Right now, where there is conflict or crisis, be it Syria, Egypt, or the Democratic Republic of Congo, women are being raped. These sustained and deliberate acts of violence directed against women and girls are designed to tear families and villages apart, terrorize women and girls, and break the will of the opposition. The incorporation of rape as a tool in conflict is barbaric and inhumane. Rape in conflict, rape used as a weapon of war, rape as a method of torture is not a new phenomenon, but is part of a growing global epidemic.

According to Save the Children, up to 80 percent of war rape victims are under 18. A recent Oxfam report states that the "most extensive form of violence" women and girls face in Syria since the conflict began is sexual violence -- including rape.

In New York on Monday, Secretary of State John Kerry announced a new $10 million U.S. initiative, Safe from the Start, designed to prevent and respond to gender-based violence in conflict and crisis and build on the U.S. National Action Plan on Women, Peace, and Security.
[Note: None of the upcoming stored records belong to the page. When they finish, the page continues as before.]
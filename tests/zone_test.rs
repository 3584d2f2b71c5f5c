use std::panic::{catch_unwind, AssertUnwindSafe};
use std::sync::atomic::{AtomicBool, Ordering};
use std::sync::Arc;
use std::thread;
use std::time::Duration;

use script_bridge::scripting::object::ScopedZoneLock;
use script_bridge::scripting::{ScriptApi, ScriptObject, SecurityZone};
use script_bridge::value::Value;
use script_bridge::BridgeError;

/// 公开的 `add` 与仅私有安全区可见的 `secret`
fn guarded_api() -> Arc<ScriptApi> {
    ScriptApi::builder("Vault")
        .method("add", |a: i32, b: i32| a + b)
        .with_zone(SecurityZone::PRIVATE, |b| {
            b.method("secret", || "42".to_string())
                .attribute("pin", 1234, true)
        })
        .build()
        .unwrap()
}

// ============================================================================
// 成员可见性
// ============================================================================

#[test]
fn test_member_hidden_below_its_zone() {
    let api = guarded_api();

    assert!(api.has_method("add"));
    assert!(!api.has_method("secret"));
    assert!(!api.member_names().contains(&"pin".to_string()));
    assert!(matches!(
        api.invoke("secret", &[]),
        Err(BridgeError::AccessDenied { .. })
    ));
    assert!(matches!(
        api.get_property("pin"),
        Err(BridgeError::AccessDenied { .. })
    ));
}

#[test]
fn test_scoped_lock_reveals_member() {
    let api = guarded_api();
    {
        let _lock = ScopedZoneLock::new(api.as_ref(), SecurityZone::PRIVATE);
        assert!(api.has_method("secret"));
        let value = api.invoke("secret", &[]).unwrap();
        assert_eq!(value.as_string().as_deref(), Some("42"));
        assert!(api.get_property("pin").unwrap().observably_eq(&Value::I32(1234)));
    }
    assert_eq!(api.zone(), SecurityZone::PUBLIC);
    assert!(!api.has_method("secret"));
}

#[test]
fn test_nested_locks_pop_in_reverse_order() {
    let api = guarded_api();
    let _outer = ScopedZoneLock::new(api.as_ref(), SecurityZone::LOCAL);
    {
        let _inner = ScopedZoneLock::new(api.as_ref(), SecurityZone::PROTECTED);
        assert_eq!(api.zone(), SecurityZone::PROTECTED);
        // 内层安全区较低，私有成员再次隐藏
        assert!(!api.has_method("secret"));
    }
    assert_eq!(api.zone(), SecurityZone::LOCAL);
    assert!(api.has_method("secret"));
}

#[test]
fn test_lock_pops_when_native_code_panics() {
    let api = guarded_api();
    let result = catch_unwind(AssertUnwindSafe(|| {
        let _lock = ScopedZoneLock::new(api.as_ref(), SecurityZone::PRIVATE);
        api.invoke("secret", &[]).unwrap();
        panic!("native failure");
    }));

    assert!(result.is_err());
    assert_eq!(api.zone(), SecurityZone::PUBLIC);
    assert!(!api.has_method("secret"));
}

#[test]
fn test_default_zone_applies_without_lock() {
    let api = guarded_api();
    api.set_default_zone(SecurityZone::LOCAL);
    assert!(api.has_method("secret"));
    api.set_default_zone(SecurityZone::PUBLIC);
    assert!(!api.has_method("secret"));
}

// ============================================================================
// 跨线程
// ============================================================================

#[test]
fn test_other_thread_waits_for_zone_owner() {
    let api = guarded_api();
    let entered = Arc::new(AtomicBool::new(false));

    let lock = ScopedZoneLock::new(api.as_ref(), SecurityZone::PRIVATE);

    let worker = {
        let api = Arc::clone(&api);
        let entered = Arc::clone(&entered);
        thread::spawn(move || {
            let _lock = ScopedZoneLock::new(api.as_ref(), SecurityZone::PUBLIC);
            entered.store(true, Ordering::SeqCst);
            api.has_method("secret")
        })
    };

    thread::sleep(Duration::from_millis(50));
    assert!(!entered.load(Ordering::SeqCst));
    drop(lock);

    // 工作线程持有的是公开安全区
    assert!(!worker.join().unwrap());
    assert!(entered.load(Ordering::SeqCst));
    assert_eq!(api.zone(), SecurityZone::PUBLIC);
}

#[test]
fn test_other_thread_never_sees_owner_zone() {
    let api = guarded_api();
    let checked = Arc::new(AtomicBool::new(false));

    let lock = ScopedZoneLock::new(api.as_ref(), SecurityZone::PRIVATE);

    // 工作线程没有压栈，只做查找与调用
    let worker = {
        let api = Arc::clone(&api);
        let checked = Arc::clone(&checked);
        thread::spawn(move || {
            let visible = api.has_method("secret");
            let denied = matches!(api.invoke("secret", &[]), Err(BridgeError::AccessDenied { .. }));
            checked.store(true, Ordering::SeqCst);
            (visible, denied)
        })
    };

    thread::sleep(Duration::from_millis(50));
    assert!(!checked.load(Ordering::SeqCst));
    assert!(api.has_method("secret"));
    drop(lock);

    let (visible, denied) = worker.join().unwrap();
    assert!(!visible);
    assert!(denied);
}

#[test]
fn test_pop_from_foreign_thread_is_ignored() {
    let api = guarded_api();
    let _lock = ScopedZoneLock::new(api.as_ref(), SecurityZone::PRIVATE);

    let other = Arc::clone(&api);
    thread::spawn(move || other.pop_zone()).join().unwrap();

    assert_eq!(api.zone(), SecurityZone::PRIVATE);
}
While I applaud this latest step by the Obama administration to advance gender equity -- especially in humanitarian crisis -- this step can only be sure-footed through support and implementation of comprehensive post-rape health care -- care that includes access to safe and voluntary abortion.

Better than any previous administration, the Obama administration has shown that it fully understands what women are experiencing in war zones. Through the National Action Plan and the U.S. Strategy to Prevent and Respond to Gender-Based Violence Globally the U.S. is now a proponent of providing comprehensive services to women and girls raped during conflict. I encourage them to continue this leadership as they work with international partners on Safe from the Start.
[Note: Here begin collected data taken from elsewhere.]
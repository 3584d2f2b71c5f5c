//! # Script Bridge
//!
//! Exposes native objects to browser script and browser objects to native
//! code, over the two classic plugin ABIs: NPAPI and COM (`IDispatch`).
//!
//! ## Features
//!
//! - **One object contract**: `ScriptObject` is implemented by native objects
//!   and by adapters over browser objects alike
//! - **Typed methods**: closures with typed arguments are registered on a
//!   `ScriptApi` builder; arguments are coerced and range-checked
//! - **Security zones**: members are registered under a zone and hidden from
//!   callers with a lower active zone
//! - **Events**: named events with function listeners, a default slot and
//!   interface listeners, always delivered asynchronously on the main thread
//! - **Lifetime safety**: invalidating a native object detaches every host
//!   wrapper that still points at it
//!
//! ## Architecture Design
//!
//! - **Value**: the tagged union crossing the boundary
//! - **Scripting**: the object model (zones, events, proxies, typed methods)
//! - **Bindings**: per-ABI host, adapter, wrapper and marshaler
//! - **Platform**: DOM and stream collaborators built on the object model
//!
//! ### Example
//!
//! ```rust
//! use script_bridge::scripting::{ScriptApi, ScriptObject};
//! use script_bridge::value::Value;
//!
//! let api = ScriptApi::builder("Calculator")
//!     .method("add", |a: i32, b: i32| a + b)
//!     .build()
//!     .unwrap();
//! let sum = api.invoke("add", &[Value::I32(2), Value::I32(3)]).unwrap();
//! assert!(sum.observably_eq(&Value::I32(5)));
//! ```
//!
//! ## Modules
//!
//! - [`core`]: errors, lifecycle, logging, main-thread scheduling
//! - [`value`]: the bridge value model
//! - [`scripting`]: script objects
//! - [`bindings`]: NPAPI and COM
//! - [`platform`]: DOM and streams
//! - [`config`]: configuration

/// Core infrastructure: errors, lifecycle, logging, main-thread scheduling
pub mod core;
/// The value model crossing the bridge
pub mod value;
/// Script object model with zones, events and typed methods
pub mod scripting;
/// NPAPI and COM host bindings
pub mod bindings;
/// DOM and stream collaborators
pub mod platform;
/// Configuration system
pub mod config;

pub use crate::config::BridgeConfig;
pub use crate::core::error::{BridgeError, BridgeResult};
pub use crate::scripting::{ScriptApi, ScriptObject, ScriptObjectRef, SecurityZone};
pub use crate::value::Value;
Today, on the heels of Secretary Kerry's announcement, the Guttmacher Institute released an analysis of the Helms Amendment -- the decades-old provision that forbids U.S. spending on abortions overseas for purposes of family planning, but does not prohibit U.S. foreign assistance in cases of rape, incest, or life endangerment. Despite that distinction, Helms has been implemented in the field as a complete ban. As a result of this chilling effect, survivors of sexual violence in crisis and conflict lack access to safe abortion services, leaving them to bear children forced on them by rape, or risk their lives with unsafe abortion.
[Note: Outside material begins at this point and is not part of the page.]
pub mod order;
pub mod status;

pub use order::{items_total, NewOrder, NewOrderItem, Order, OrderItem};
pub use status::OrderStatus;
After surviving a rape, access to comprehensive health care is critical. And when women and adolescent girls who are survivors of sexual violence become pregnant, they should have the option to terminate the pregnancy in a safe environment with appropriate health care. Health care delivery in crisis and conflict situations that excludes voluntary abortion services only serves to exacerbate the barriers to wellbeing for these women and girls.

Safe from the Start is an opportunity for the U.S. to provide necessary health care for women and girls who have been raped. We must urge the U.S. government, multilateral agencies, and NGO partners of this important initiative to do the right thing and offer abortion services in their implementation of post-rape care. Our foreign policy can serve as a hindrance to human rights for women and girls raped in crisis or conflict situations, or it can be the catalyst for change.